This is the home of my Master's thesis research project: FUTON, a proposed model for using Q-Learning to predict mortality in Sepsis patients.
The data for this project relies on several other research databases and projects to work.
- Access to the database MIMIC-III is required to perform the Machine Learning (ML) techniques in this repo. Information on accessing MIMIC-III can be found here https://mimic.physionet.org/gettingstarted/access/.
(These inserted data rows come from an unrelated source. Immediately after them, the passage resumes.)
use std::collections::BTreeMap;

use crate::model::ObjectMeta;

/// Label-based filter for list and watch operations.
///
/// An empty selector matches everything. With multiple requirements, all
/// must hold.
#[derive(Debug, Clone, Default)]
pub struct Selector {
    equals: BTreeMap<String, String>,
    exists: Vec<String>,
}

impl Selector {
    pub fn everything() -> Self {
        Self::default()
    }

    /// Require `key` to be present with exactly `value`.
    pub fn eq(mut self, key: impl Into<String>, value: impl Into<String>) -> Self {
        self.equals.insert(key.into(), value.into());
        self
    }

    /// Require `key` to be present, with any value.
    pub fn has(mut self, key: impl Into<String>) -> Self {
        self.exists.push(key.into());
        self
    }

    pub fn matches(&self, meta: &ObjectMeta) -> bool {
        self.equals
            .iter()
            .all(|(k, v)| meta.labels.get(k) == Some(v))
            && self.exists.iter().all(|k| meta.labels.contains_key(k))
    }
}
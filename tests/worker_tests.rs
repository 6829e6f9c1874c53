//! Integration tests for the worker-side agent: registrar heartbeats, the
//! controller driving assigned calculations, and the result updater.


use std::time::Duration;

use tokio::sync::mpsc;
use tokio_util::sync::CancellationToken;

use calc_dispatch::model::{Phase, Step, WorkerPool, WorkerState};
use calc_dispatch::store::MemoryStore;
use calc_dispatch::worker::{
    CalcError, Registrar, ResultUpdater, StepResult, WorkerAgent, WorkerController,
};

use test_harness::{
    assert_eventually, assigned_calculation, set_pool_worker_state, store_with_pool,
    test_worker_config, NAMESPACE, POOL,
};

fn finished_step(status: Phase) -> Step {
    let mut step = Step::new("atlas12_ada", &["s"]);
    step.status = Some(status);
    step
}

#[tokio::test]
async fn registrar_registers_and_deregisters() {
    let store = MemoryStore::new();
    store
        .pools
        .create(WorkerPool::new(NAMESPACE, POOL))
        .await
        .expect("create pool");

    let registrar = Registrar::new(store.clone(), test_worker_config("w1"));
    let cancel = CancellationToken::new();
    let run_cancel = cancel.clone();
    let handle = tokio::spawn(async move { registrar.run(run_cancel).await });

    let store_ref = &store;
    assert_eventually(
        move || async move {
            store_ref.pools.get(NAMESPACE, POOL).await.is_ok_and(|p| {
                p.spec
                    .workers
                    .get("w1")
                    .is_some_and(|w| w.state == WorkerState::Available)
            })
        },
        Duration::from_secs(5),
        "heartbeat should register the node as Available",
    )
    .await;

    cancel.cancel();
    handle
        .await
        .expect("registrar task")
        .expect("registrar run");

    let pool = store.pools.get(NAMESPACE, POOL).await.expect("get pool");
    assert!(!pool.spec.workers.contains_key("w1"));
}

#[tokio::test]
async fn heartbeat_forces_the_entry_back_to_available() {
    let store = store_with_pool(&["w1"]).await;
    set_pool_worker_state(&store, "w1", WorkerState::Unknown).await;

    let registrar = Registrar::new(store.clone(), test_worker_config("w1"));
    registrar.heartbeat().await.expect("heartbeat");

    let pool = store.pools.get(NAMESPACE, POOL).await.expect("get pool");
    assert_eq!(pool.spec.workers["w1"].state, WorkerState::Available);
}

#[tokio::test]
async fn heartbeat_without_a_pool_is_skipped() {
    let store = MemoryStore::new();
    let registrar = Registrar::new(store.clone(), test_worker_config("w1"));
    registrar.heartbeat().await.expect("heartbeat");
    assert!(store.pools.get(NAMESPACE, POOL).await.is_err());
}

#[tokio::test]
async fn controller_hands_created_calculation_to_the_executor() {
    let store = store_with_pool(&["w1"]).await;
    let config = test_worker_config("w1");
    let (execute_tx, mut execute_rx) = mpsc::channel(1);
    let controller = WorkerController::new(store.clone(), &config, execute_tx);
    let cancel = CancellationToken::new();
    tokio::spawn(controller.run(cancel.clone()));

    store
        .calculations
        .create(assigned_calculation("calc-x", "w1", Phase::Created))
        .await
        .expect("create calculation");

    let handed = tokio::time::timeout(Duration::from_secs(5), execute_rx.recv())
        .await
        .expect("no calculation handed over within timeout")
        .expect("executor channel closed");
    assert_eq!(handed.meta.name, "calc-x");

    let store_ref = &store;
    assert_eventually(
        move || async move {
            let started = store_ref
                .calculations
                .get(NAMESPACE, "calc-x")
                .await
                .is_ok_and(|c| {
                    c.phase == Some(Phase::Processing) && c.status.pending_time.is_some()
                });
            let slot_taken = store_ref
                .pools
                .get(NAMESPACE, POOL)
                .await
                .is_ok_and(|p| p.spec.workers["w1"].state == WorkerState::Processing);
            started && slot_taken
        },
        Duration::from_secs(5),
        "calculation should move to Processing and claim the pool slot",
    )
    .await;
    cancel.cancel();
}

#[tokio::test]
async fn controller_finalizes_and_releases_the_slot() {
    let store = store_with_pool(&["w1"]).await;
    set_pool_worker_state(&store, "w1", WorkerState::Processing).await;

    let config = test_worker_config("w1");
    let (execute_tx, _execute_rx) = mpsc::channel(1);
    let controller = WorkerController::new(store.clone(), &config, execute_tx);
    let cancel = CancellationToken::new();
    tokio::spawn(controller.run(cancel.clone()));

    let mut calc = assigned_calculation("calc-x", "w1", Phase::Processing);
    calc.spec.steps = vec![finished_step(Phase::Completed)];
    store
        .calculations
        .create(calc)
        .await
        .expect("create calculation");

    let store_ref = &store;
    assert_eventually(
        move || async move {
            let finished = store_ref
                .calculations
                .get(NAMESPACE, "calc-x")
                .await
                .is_ok_and(|c| {
                    c.phase == Some(Phase::Completed) && c.status.completion_time.is_some()
                });
            let slot_released = store_ref.pools.get(NAMESPACE, POOL).await.is_ok_and(|p| {
                let worker = &p.spec.workers["w1"];
                worker.state == WorkerState::Available && worker.calculations_processed == 1
            });
            finished && slot_released
        },
        Duration::from_secs(5),
        "calculation should finalize and the slot should be released",
    )
    .await;
    cancel.cancel();
}

#[tokio::test]
async fn result_updater_records_steps_and_failures() {
    let store = MemoryStore::new();
    let mut calc = assigned_calculation("calc-x", "w1", Phase::Processing);
    calc.spec.steps = vec![Step::new("atlas12_ada", &["s"]), Step::new("atlas12_ada", &["r"])];
    store
        .calculations
        .create(calc)
        .await
        .expect("create calculation");

    let updater = ResultUpdater::new(store.clone(), &test_worker_config("w1"));
    let (step_tx, step_rx) = mpsc::channel(8);
    let (error_tx, error_rx) = mpsc::channel(8);
    let cancel = CancellationToken::new();
    let run_cancel = cancel.clone();
    tokio::spawn(async move { updater.run(step_rx, error_rx, run_cancel).await });

    step_tx
        .send(StepResult {
            calc_name: "calc-x".to_string(),
            step: 0,
            status: Phase::Completed,
        })
        .await
        .expect("send step result");

    let store_ref = &store;
    assert_eventually(
        move || async move {
            store_ref
                .calculations
                .get(NAMESPACE, "calc-x")
                .await
                .is_ok_and(|c| c.spec.steps[0].status == Some(Phase::Completed))
        },
        Duration::from_secs(5),
        "step result should be recorded on the calculation",
    )
    .await;

    error_tx
        .send(CalcError {
            calc_name: "calc-x".to_string(),
            error: "atlas core dumped".to_string(),
        })
        .await
        .expect("send calc error");

    assert_eventually(
        move || async move {
            store_ref
                .calculations
                .get(NAMESPACE, "calc-x")
                .await
                .is_ok_and(|c| {
                    c.phase == Some(Phase::Failed) && c.status.completion_time.is_some()
                })
        },
        Duration::from_secs(5),
        "executor failure should fail the calculation",
    )
    .await;
    cancel.cancel();
}

#[tokio::test]
async fn worker_agent_runs_a_calculation_end_to_end() {
    let store = MemoryStore::new();
    let (agent, mut channels) = WorkerAgent::new(store.clone(), test_worker_config("w1"));
    let cancel = CancellationToken::new();
    let run_cancel = cancel.clone();
    let handle = tokio::spawn(async move { agent.run(run_cancel).await });

    // The agent creates its pool and the registrar announces the node.
    let store_ref = &store;
    assert_eventually(
        move || async move {
            store_ref
                .pools
                .get(NAMESPACE, POOL)
                .await
                .is_ok_and(|p| p.spec.workers.contains_key("w1"))
        },
        Duration::from_secs(5),
        "agent should create the pool and register itself",
    )
    .await;

    let mut calc = assigned_calculation("calc-x", "w1", Phase::Created);
    calc.spec.steps = vec![Step::new("atlas12_ada", &["s"])];
    store
        .calculations
        .create(calc)
        .await
        .expect("create calculation");

    let handed = tokio::time::timeout(Duration::from_secs(5), channels.calculations.recv())
        .await
        .expect("no calculation handed over within timeout")
        .expect("executor channel closed");
    assert_eq!(handed.meta.name, "calc-x");

    channels
        .step_results
        .send(StepResult {
            calc_name: "calc-x".to_string(),
            step: 0,
            status: Phase::Completed,
        })
        .await
        .expect("report step result");

    assert_eventually(
        move || async move {
            let finished = store_ref
                .calculations
                .get(NAMESPACE, "calc-x")
                .await
                .is_ok_and(|c| c.phase == Some(Phase::Completed));
            let counted = store_ref.pools.get(NAMESPACE, POOL).await.is_ok_and(|p| {
                p.spec
                    .workers
                    .get("w1")
                    .is_some_and(|w| w.calculations_processed == 1)
            });
            finished && counted
        },
        Duration::from_secs(5),
        "agent should finalize the calculation and count it",
    )
    .await;

    cancel.cancel();
    handle.await.expect("agent task").expect("agent run");

    // Graceful shutdown removes the pool entry.
    let pool = store.pools.get(NAMESPACE, POOL).await.expect("get pool");
    assert!(!pool.spec.workers.contains_key("w1"));
}
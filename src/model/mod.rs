pub mod bulk;
pub mod calculation;
pub mod factory;
pub mod labels;
pub mod meta;
pub mod names;
pub mod process;
pub mod worker;

pub use bulk::{BulkCalculation, BulkState, BulkStatus, CalculationBulk};
pub use calculation::{
    final_step_phase, steps_finished, Calculation, CalculationSpec, CalculationStatus, Params,
    Phase, Pipeline, Step,
};
pub use factory::{CalculationBulkFactory, Condition, FactoryStatus};
pub use meta::ObjectMeta;
pub use names::{calculation_name, factory_calculation_name, input_hash, post_calculation_name};
pub use process::WorkerProcess;
pub use worker::{Worker, WorkerPool, WorkerPoolSpec, WorkerState};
- After Access is granted, the MIMIC-III table must be created and loaded in PostgreSQL, scripts are provided here: https://github.com/MIT-LCP/mimic- code/tree/master/buildmimic/postgres
- These scripts are run through Juptyer Notebook using the Anaconda distribution + launcher. This can be found here: https://www.anaconda.com/products/individualhttps://www.anaconda.com/products/individual
- Several packages required to run these scripts require some popular packages (NumPy, Pandas, MatPlotLib, Shelve) and some uncommon libraries (pymdptoolbox), for those not installed on your local version, the Anaconda Prompt provided by the Anaconda distribution can be used to install anything missing using pip install nameofpackage
- As the whole point of having the MIMIC-III database behind a certificate-locked access wall is to avoid public access, the Komoroski scripts located here: https://github.com/matthieukomorowski/AI_Clinician can be run in order to create an Excel file with the desired patient data and format used here. Be Warned: This process can take several hours due to the amount of data being parsed and the languages being used
- Download the full repo from github
- Run everything in AIClinician_Data_extract_MIMIC3_140219.ipynb, installing any missing packages using the above stated methods
- Run AIClinician_sepsis3_def_160219.m
- Run AIClinician_MIMIC3_dataset_160219.m, but append a line to the very end of the file reading
writetable(MIMICtable,'patient_data.csv','Delimiter',',');
- This will extract the necessary file patient_data.csv used for the experiments here
- The remainder of this repo is Juptyer Scripts and excess files used to run those materials.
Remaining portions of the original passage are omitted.